As leaders, we need to listen to our employees and think about how they want to be recognized.
What works for one person won’t necessarily work for another, and we need to respect the communication and thinking preferences of our people if we want to keep them engaged.
Similarly, we need to have that same agility when it comes to our reward and recognition programs. Maybe the framework or the designs we thought were going to wow our employees aren’t resonating; so how can we change a few things so that the program we’re providing is relevant and meaningful to our people?
You always need a Plan B… and sometimes a Plan C and D
When a great comedian walks on stage, they do so with an arsenal of segues and jokes that allow them to change the approach based on the audience’s response. They pick their path based on what lands well, and quickly switch to plan B (or C, or D) if jokes aren’t landing at all. This ability to think and respond quickly doesn’t just happen naturally – it takes practice and intention.
As a manager, I too need to act on the feedback my people are giving me. Am I choosing the right time to recognize, or are the awards we’ve rolled out meaningful and motivating? If not, why not, and how do we improve things so that our program is making a positive difference?
It’s a numbers game
If you listen to interviews with some of the greatest comedians, they’ll all say that part of the success was doing a large number of events; some of them would have done hundreds of tiny gigs in dingy, hole-in-the-wall venues for years before they ever got their own show.

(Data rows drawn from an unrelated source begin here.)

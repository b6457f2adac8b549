//! Routing backends for the travel comparison engine.
//!
//! Responsibilities:
//! - Implement [`travelcompare_core::RouteProvider`] over HTTP.
//! - Own the wire format of the routing service.
//! - Validate backend configuration such as the API key.
//!
//! Boundaries:
//! - Do not encode formatting or aggregation rules (live in
//!   `travelcompare-core`).
//! - Stay async end to end; never block an executor thread.
//!
//! Invariants:
//! - A transport failure is returned as a value, never a panic.
//! - No global mutable state.

pub mod routing;

pub use routing::{
    ConfigError, ProviderBuildError, RoutesApiConfig, RoutesApiProvider, SampleRouteProvider,
};
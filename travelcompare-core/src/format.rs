//! Human-readable rendering of travel durations and distances.
//!
//! Both formatters are pure and deterministic. They round half-up in integer
//! arithmetic so the output is identical on every platform. The thresholds are
//! part of the observable contract: durations within 30 seconds of the next
//! hour or day are promoted to the larger unit so that strings such as
//! `"60min"` or `"24h 0min"` never appear.

/// Seconds in one minute.
pub const MINUTE: u64 = 60;
/// Seconds in one hour.
pub const HOUR: u64 = 60 * MINUTE;
/// Seconds in one day.
pub const DAY: u64 = 24 * HOUR;

/// Margin below an hour or day boundary at which the larger unit takes over.
const HALF_MINUTE: u64 = 30;

const METERS_PER_KILOMETER: u64 = 1_000;
const METERS_PER_DECIMAL: u64 = 100;
/// Distances above this are shown in whole kilometres.
const WHOLE_KILOMETER_THRESHOLD: u64 = 100_000;

/// Divide `value` by `divisor`, rounding halves up.
const fn div_round_half_up(value: u64, divisor: u64) -> u64 {
    value
        .saturating_add(divisor.div_euclid(2))
        .div_euclid(divisor)
}

/// Format a distance in metres.
///
/// # Examples
///
/// ```
/// use travelcompare_core::format_distance;
///
/// assert_eq!(format_distance(500), "500 m");
/// assert_eq!(format_distance(1_550), "1.6 km");
/// assert_eq!(format_distance(1_950), "2 km");
/// assert_eq!(format_distance(150_000), "150 km");
/// ```
#[must_use]
pub fn format_distance(meters_total: u64) -> String {
    if meters_total < METERS_PER_KILOMETER {
        return format!("{meters_total} m");
    }

    let kilometers = meters_total.div_euclid(METERS_PER_KILOMETER);
    if meters_total > WHOLE_KILOMETER_THRESHOLD {
        return format!("{kilometers} km");
    }

    let remainder = meters_total.rem_euclid(METERS_PER_KILOMETER);
    match div_round_half_up(remainder, METERS_PER_DECIMAL) {
        0 => format!("{kilometers} km"),
        10 => format!("{} km", kilometers.saturating_add(1)),
        decimal => format!("{kilometers}.{decimal} km"),
    }
}

/// Format a duration in seconds.
///
/// # Examples
///
/// ```
/// use travelcompare_core::format_duration;
///
/// assert_eq!(format_duration(45), "45s");
/// assert_eq!(format_duration(90), "2min");
/// assert_eq!(format_duration(3_629), "1h 0min");
/// assert_eq!(format_duration(86_370), "1d 0h");
/// ```
#[must_use]
pub fn format_duration(seconds_total: u64) -> String {
    if seconds_total < MINUTE {
        return format!("{seconds_total}s");
    }

    if seconds_total < HOUR - HALF_MINUTE {
        let minutes = div_round_half_up(seconds_total, MINUTE);
        return format!("{minutes}min");
    }

    if seconds_total < DAY - HALF_MINUTE {
        let hours = seconds_total.div_euclid(HOUR);
        let minutes = div_round_half_up(seconds_total.rem_euclid(HOUR), MINUTE);
        return if minutes < 60 {
            format!("{hours}h {minutes}min")
        } else {
            format!("{}h 0min", hours.saturating_add(1))
        };
    }

    // The last half minute before a day rounds up to a full day.
    let seconds_total = seconds_total.max(DAY);
    let days = seconds_total.div_euclid(DAY);
    let hours = seconds_total.rem_euclid(DAY).div_euclid(HOUR);
    format!("{days}d {hours}h")
}
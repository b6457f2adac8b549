//! HTTP-based `RouteProvider` using the Google Routes `computeRoutes` method.
//!
//! One POST is sent per travel mode. The response is restricted with a field
//! mask to the first route's distance and duration.
//!
//! # Example
//!
//! ```no_run
//! use travelcompare_core::{RouteQuery, TravelDataOrchestrator};
//! use travelcompare_data::routing::{RoutesApiConfig, RoutesApiProvider};
//!
//! # async fn run() -> Result<(), Box<dyn std::error::Error>> {
//! let provider = RoutesApiProvider::new(RoutesApiConfig::from_env()?)?;
//! let orchestrator = TravelDataOrchestrator::new(provider);
//! let query = RouteQuery::new("Bern", "Zürich", None)?;
//!
//! let report = orchestrator.get_all_travel_data(&query).await;
//! println!("{} modes routed", report.routes_found());
//! # Ok(())
//! # }
//! ```

use async_trait::async_trait;
use log::debug;
use reqwest::Client;
use reqwest::header::REFERER;
use thiserror::Error;
use travelcompare_core::{RawTravelData, RouteError, RouteProvider, RouteRequest};

use super::config::RoutesApiConfig;
use super::wire::{ComputeRoutesRequest, ComputeRoutesResponse};

/// Header carrying the API key.
const API_KEY_HEADER: &str = "X-Goog-Api-Key";

/// Header restricting the response fields.
const FIELD_MASK_HEADER: &str = "X-Goog-FieldMask";

/// Response fields requested from the backend.
pub const FIELD_MASK: &str = "routes.duration,routes.distanceMeters";

/// Error type for [`RoutesApiProvider`] construction failures.
#[derive(Debug, Error)]
pub enum ProviderBuildError {
    /// Failed to build the HTTP client.
    #[error("failed to build HTTP client: {0}")]
    HttpClient(#[source] reqwest::Error),
}

/// Route provider backed by the Google Routes API.
///
/// The client is reused across requests, so the five concurrent mode
/// requests of one comparison share a connection pool.
#[derive(Debug)]
pub struct RoutesApiProvider {
    client: Client,
    config: RoutesApiConfig,
    endpoint: String,
}

impl RoutesApiProvider {
    /// Create a provider from a validated configuration.
    ///
    /// # Errors
    ///
    /// Returns an error if the HTTP client fails to build.
    pub fn new(config: RoutesApiConfig) -> Result<Self, ProviderBuildError> {
        let client = Client::builder()
            .user_agent(&config.user_agent)
            .connect_timeout(config.timeout)
            .timeout(config.timeout)
            .build()
            .map_err(ProviderBuildError::HttpClient)?;
        let endpoint = config.endpoint_url();
        Ok(Self {
            client,
            config,
            endpoint,
        })
    }

    /// Configuration this provider was built from.
    #[must_use]
    pub const fn config(&self) -> &RoutesApiConfig {
        &self.config
    }

    /// Convert a reqwest error to a `RouteError`.
    fn convert_reqwest_error(&self, error: &reqwest::Error) -> RouteError {
        if error.is_timeout() {
            return RouteError::Timeout {
                url: self.endpoint.clone(),
                timeout_secs: self.config.timeout.as_secs(),
            };
        }

        if let Some(status) = error.status() {
            return RouteError::Http {
                url: self.endpoint.clone(),
                status: status.as_u16(),
                message: error.to_string(),
            };
        }

        RouteError::Network {
            url: self.endpoint.clone(),
            message: error.to_string(),
        }
    }
}

#[async_trait]
impl RouteProvider for RoutesApiProvider {
    async fn fetch_route(
        &self,
        request: &RouteRequest,
    ) -> Result<Option<RawTravelData>, RouteError> {
        let payload = ComputeRoutesRequest::from_request(request, &self.config.language_code);
        debug!("POST {} for mode {}", self.endpoint, request.mode);

        let mut builder = self
            .client
            .post(&self.endpoint)
            .header(API_KEY_HEADER, self.config.api_key())
            .header(FIELD_MASK_HEADER, FIELD_MASK)
            .json(&payload);
        if let Some(referer) = &self.config.referer {
            builder = builder.header(REFERER, referer);
        }

        let response = builder
            .send()
            .await
            .map_err(|err| self.convert_reqwest_error(&err))?
            .error_for_status()
            .map_err(|err| self.convert_reqwest_error(&err))?;

        let body: ComputeRoutesResponse =
            response.json().await.map_err(|err| RouteError::Parse {
                message: err.to_string(),
            })?;

        body.into_first_route()
    }
}
//! Delivery of finished reports to whoever is waiting for them.
//!
//! The orchestrator hands each [`TravelDataReport`] to a [`TravelDataSink`]
//! exactly once. Closures act as callbacks; an unbounded Tokio sender forwards
//! the report to a receiving task.

use tokio::sync::mpsc::UnboundedSender;

use crate::TravelDataReport;

/// Receive one report per completed request cycle.
pub trait TravelDataSink {
    /// Accept a finished report.
    fn deliver(&mut self, report: TravelDataReport);
}

impl<F> TravelDataSink for F
where
    F: FnMut(TravelDataReport),
{
    fn deliver(&mut self, report: TravelDataReport) {
        self(report);
    }
}

impl TravelDataSink for UnboundedSender<TravelDataReport> {
    fn deliver(&mut self, report: TravelDataReport) {
        if self.send(report).is_err() {
            log::warn!("travel data receiver closed before the report was delivered");
        }
    }
}
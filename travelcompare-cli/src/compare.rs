//! Compare command implementation for the travelcompare CLI.

use std::io::Write;
use std::time::Duration;

use chrono::{DateTime, Utc};
use clap::Parser;
use log::debug;
use ortho_config::{OrthoConfig, SubcmdConfigMerge};
use serde::{Deserialize, Serialize};
use travelcompare_core::{
    Notice, NoticeBus, NoticeKind, QueryError, RouteProvider, RouteQuery, TravelDataOrchestrator,
    TravelDataReport,
};
use travelcompare_data::routing::{
    DEFAULT_BASE_URL, DEFAULT_LANGUAGE_CODE, RoutesApiConfig, RoutesApiProvider,
    SampleRouteProvider,
};

use crate::render::{OutputFormat, write_report};
use crate::{
    ARG_API_KEY, ARG_BASE_URL, ARG_DEPARTURE_TIME, ARG_FROM, ARG_JSON, ARG_LANGUAGE_CODE,
    ARG_REFERER, ARG_SAMPLE, ARG_TIMEOUT_SECS, ARG_TO, CliError, ENV_FROM, ENV_TO,
};

/// Request timeout used when none is configured.
const DEFAULT_TIMEOUT_SECS: u64 = 30;

/// CLI arguments for the `compare` subcommand.
#[derive(Debug, Clone, Parser, Deserialize, Serialize, OrthoConfig, Default)]
#[command(
    name = "compare",
    long_about = "Ask the routing backend for a route in every travel mode and \
                 print travel time and distance side by side. Options can \
                 come from CLI flags, configuration files, or environment \
                 variables; the API key falls back to ROUTES_API_KEY.",
    about = "Compare travel modes between two addresses"
)]
#[ortho_config(prefix = "TRAVELCOMPARE")]
pub(crate) struct CompareArgs {
    /// Address to start from.
    #[arg(long = ARG_FROM, value_name = "address")]
    #[serde(default)]
    pub(crate) from: Option<String>,
    /// Address to travel to.
    #[arg(long = ARG_TO, value_name = "address")]
    #[serde(default)]
    pub(crate) to: Option<String>,
    /// Planned departure as an RFC 3339 timestamp; ignored unless in the
    /// future.
    #[arg(long = ARG_DEPARTURE_TIME, value_name = "rfc3339")]
    #[serde(default)]
    pub(crate) departure_time: Option<String>,
    /// Routes API key (defaults to `ROUTES_API_KEY`).
    #[arg(long = ARG_API_KEY, value_name = "key")]
    #[serde(default)]
    pub(crate) api_key: Option<String>,
    /// Base URL of the Routes API (e.g. "https://routes.googleapis.com").
    #[arg(long = ARG_BASE_URL, value_name = "url")]
    #[serde(default)]
    pub(crate) base_url: Option<String>,
    /// Language code for the request (defaults to "de-CH").
    #[arg(long = ARG_LANGUAGE_CODE, value_name = "code")]
    #[serde(default)]
    pub(crate) language_code: Option<String>,
    /// `Referer` header for keys restricted to HTTP referrers.
    #[arg(long = ARG_REFERER, value_name = "url")]
    #[serde(default)]
    pub(crate) referer: Option<String>,
    /// Per-request timeout in seconds.
    #[arg(long = ARG_TIMEOUT_SECS, value_name = "seconds")]
    #[serde(default)]
    pub(crate) timeout_secs: Option<u64>,
    /// Answer from a built-in sample route instead of calling the API.
    #[arg(long = ARG_SAMPLE)]
    #[serde(default)]
    pub(crate) sample: bool,
    /// Print the report as JSON instead of a table.
    #[arg(long = ARG_JSON)]
    #[serde(default)]
    pub(crate) json: bool,
}

impl CompareArgs {
    pub(crate) fn into_config(self) -> Result<CompareConfig, CliError> {
        let merged = self.load_and_merge().map_err(CliError::Configuration)?;
        CompareConfig::try_from(merged)
    }
}

/// Where routes come from.
#[derive(Debug, Clone, PartialEq, Eq)]
pub(crate) enum Backend {
    /// Built-in sample answer; no network access.
    Sample,
    /// The Google Routes API.
    RoutesApi(RoutesApiSettings),
}

/// Routes API options resolved from the configuration layers.
#[derive(Debug, Clone, PartialEq, Eq)]
pub(crate) struct RoutesApiSettings {
    /// Explicit key; `None` falls back to the environment.
    pub(crate) api_key: Option<String>,
    pub(crate) base_url: String,
    pub(crate) language_code: String,
    pub(crate) referer: Option<String>,
    pub(crate) timeout: Duration,
}

impl RoutesApiSettings {
    /// Validate the key and assemble the provider configuration.
    pub(crate) fn to_provider_config(&self) -> Result<RoutesApiConfig, CliError> {
        let config = match &self.api_key {
            Some(key) => RoutesApiConfig::new(key.clone()),
            None => RoutesApiConfig::from_env(),
        }?;
        let config = config
            .with_base_url(self.base_url.clone())
            .with_language_code(self.language_code.clone())
            .with_timeout(self.timeout);
        Ok(match &self.referer {
            Some(referer) => config.with_referer(referer.clone()),
            None => config,
        })
    }
}

/// Resolved `compare` command configuration.
#[derive(Debug, Clone, PartialEq, Eq)]
pub(crate) struct CompareConfig {
    /// Validated origin, destination and departure.
    pub(crate) query: RouteQuery,
    pub(crate) backend: Backend,
    pub(crate) output: OutputFormat,
}

impl TryFrom<CompareArgs> for CompareConfig {
    type Error = CliError;

    fn try_from(args: CompareArgs) -> Result<Self, Self::Error> {
        let origin = args.from.ok_or(CliError::MissingArgument {
            field: ARG_FROM,
            env: ENV_FROM,
        })?;
        let destination = args.to.ok_or(CliError::MissingArgument {
            field: ARG_TO,
            env: ENV_TO,
        })?;
        let departure_time = args
            .departure_time
            .as_deref()
            .map(parse_departure_time)
            .transpose()?;
        let query = RouteQuery::new(origin, destination, departure_time)?;

        let backend = if args.sample {
            Backend::Sample
        } else {
            Backend::RoutesApi(RoutesApiSettings {
                api_key: args.api_key,
                base_url: args
                    .base_url
                    .unwrap_or_else(|| DEFAULT_BASE_URL.to_owned()),
                language_code: args
                    .language_code
                    .unwrap_or_else(|| DEFAULT_LANGUAGE_CODE.to_owned()),
                referer: args.referer,
                timeout: Duration::from_secs(args.timeout_secs.unwrap_or(DEFAULT_TIMEOUT_SECS)),
            })
        };
        let output = if args.json {
            OutputFormat::Json
        } else {
            OutputFormat::Table
        };

        Ok(Self {
            query,
            backend,
            output,
        })
    }
}

/// Parse an RFC 3339 timestamp into UTC.
pub(crate) fn parse_departure_time(value: &str) -> Result<DateTime<Utc>, CliError> {
    DateTime::parse_from_rfc3339(value.trim())
        .map(|parsed| parsed.with_timezone(&Utc))
        .map_err(|source| CliError::InvalidDepartureTime {
            value: value.to_owned(),
            source,
        })
}

/// Builds a route provider for the current compare invocation.
pub(crate) trait RouteProviderBuilder {
    fn build(&self, backend: &Backend) -> Result<Box<dyn RouteProvider>, CliError>;
}

pub(crate) struct DefaultRouteProviderBuilder;

impl RouteProviderBuilder for DefaultRouteProviderBuilder {
    fn build(&self, backend: &Backend) -> Result<Box<dyn RouteProvider>, CliError> {
        match backend {
            Backend::Sample => Ok(Box::new(SampleRouteProvider)),
            Backend::RoutesApi(settings) => {
                let config = settings.to_provider_config()?;
                let provider = RoutesApiProvider::new(config).map_err(|source| {
                    CliError::BuildRouteProvider {
                        base_url: settings.base_url.clone(),
                        source,
                    }
                })?;
                Ok(Box::new(provider))
            }
        }
    }
}

pub(crate) async fn run_compare(args: CompareArgs) -> Result<(), CliError> {
    let mut notices = stderr_notices();
    let mut stdout = std::io::stdout().lock();
    let builder = DefaultRouteProviderBuilder;
    run_compare_with(args, &builder, &mut stdout, &mut notices).await
}

pub(crate) async fn run_compare_with(
    args: CompareArgs,
    builder: &dyn RouteProviderBuilder,
    writer: &mut dyn Write,
    notices: &mut NoticeBus,
) -> Result<(), CliError> {
    let config = args.into_config().inspect_err(|err| {
        if let Some(notice) = form_error_notice(err) {
            notices.publish(&notice);
        }
    })?;
    let report = execute_compare(&config, builder, notices).await?;
    write_report(writer, &report, config.output)
}

async fn execute_compare(
    config: &CompareConfig,
    builder: &dyn RouteProviderBuilder,
    notices: &mut NoticeBus,
) -> Result<TravelDataReport, CliError> {
    let provider = builder.build(&config.backend)?;
    debug!(
        "comparing with the {} backend",
        match config.backend {
            Backend::Sample => "sample",
            Backend::RoutesApi(_) => "Routes API",
        }
    );
    let orchestrator = TravelDataOrchestrator::new(provider);
    notices.publish(&Notice::FormSubmitted {
        message: format!(
            "Comparing travel from {} to {}",
            config.query.origin(),
            config.query.destination()
        ),
    });

    let mut delivered = None;
    orchestrator
        .publish_all_travel_data(&config.query, &mut |report: TravelDataReport| {
            delivered = Some(report);
        })
        .await;
    let report = delivered.unwrap_or_default();

    notices.publish(&Notice::TravelDataReceived {
        routes_found: report.routes_found(),
    });
    Ok(report)
}

/// Map input validation failures onto a form error notice.
fn form_error_notice(err: &CliError) -> Option<Notice> {
    match err {
        CliError::MissingArgument { field, .. } => Some(Notice::FormError {
            field: (*field).to_owned(),
            message: err.to_string(),
        }),
        CliError::InvalidDepartureTime { .. } => Some(Notice::FormError {
            field: ARG_DEPARTURE_TIME.to_owned(),
            message: err.to_string(),
        }),
        CliError::InvalidQuery(QueryError::BlankAddress { field }) => Some(Notice::FormError {
            field: (*field).to_owned(),
            message: err.to_string(),
        }),
        _ => None,
    }
}

/// Notice bus printing progress to stderr.
///
/// Form errors are not subscribed: they also end the run and `main` reports
/// them.
fn stderr_notices() -> NoticeBus {
    let mut bus = NoticeBus::default();
    for kind in [NoticeKind::FormSubmitted, NoticeKind::TravelDataReceived] {
        bus.subscribe(kind, |notice: &Notice| eprintln!("{notice}"));
    }
    bus
}

#[cfg(test)]
pub(crate) fn config_from_layers_for_test(
    layers: Vec<ortho_config::MergeLayer<'static>>,
) -> Result<CompareConfig, CliError> {
    let merged = CompareArgs::merge_from_layers(layers).map_err(CliError::from)?;
    CompareConfig::try_from(merged)
}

There’s something to be said about the regularity and commitment of those small gigs. Those gigs helped them finesse their technique, it built their familiarity and eventually their confidence.
As leaders we shouldn’t underestimate the power of a regular commitment to recognition.
The more we practice, the better we’ll become at giving it. That’s not to say we just recognize people without thinking about it – quality is just as, if not more important, than quantity.
In the same way a great comedian is intentional with their script, their segues and their punchlines, we need to be intentional with the way we recognize our people, to be fearless in giving scary things a try, and learn to adapt as they give us feedback. The more we can do this, the sooner we’ll have an employee recognition and reward program that’s worth putting up in lights.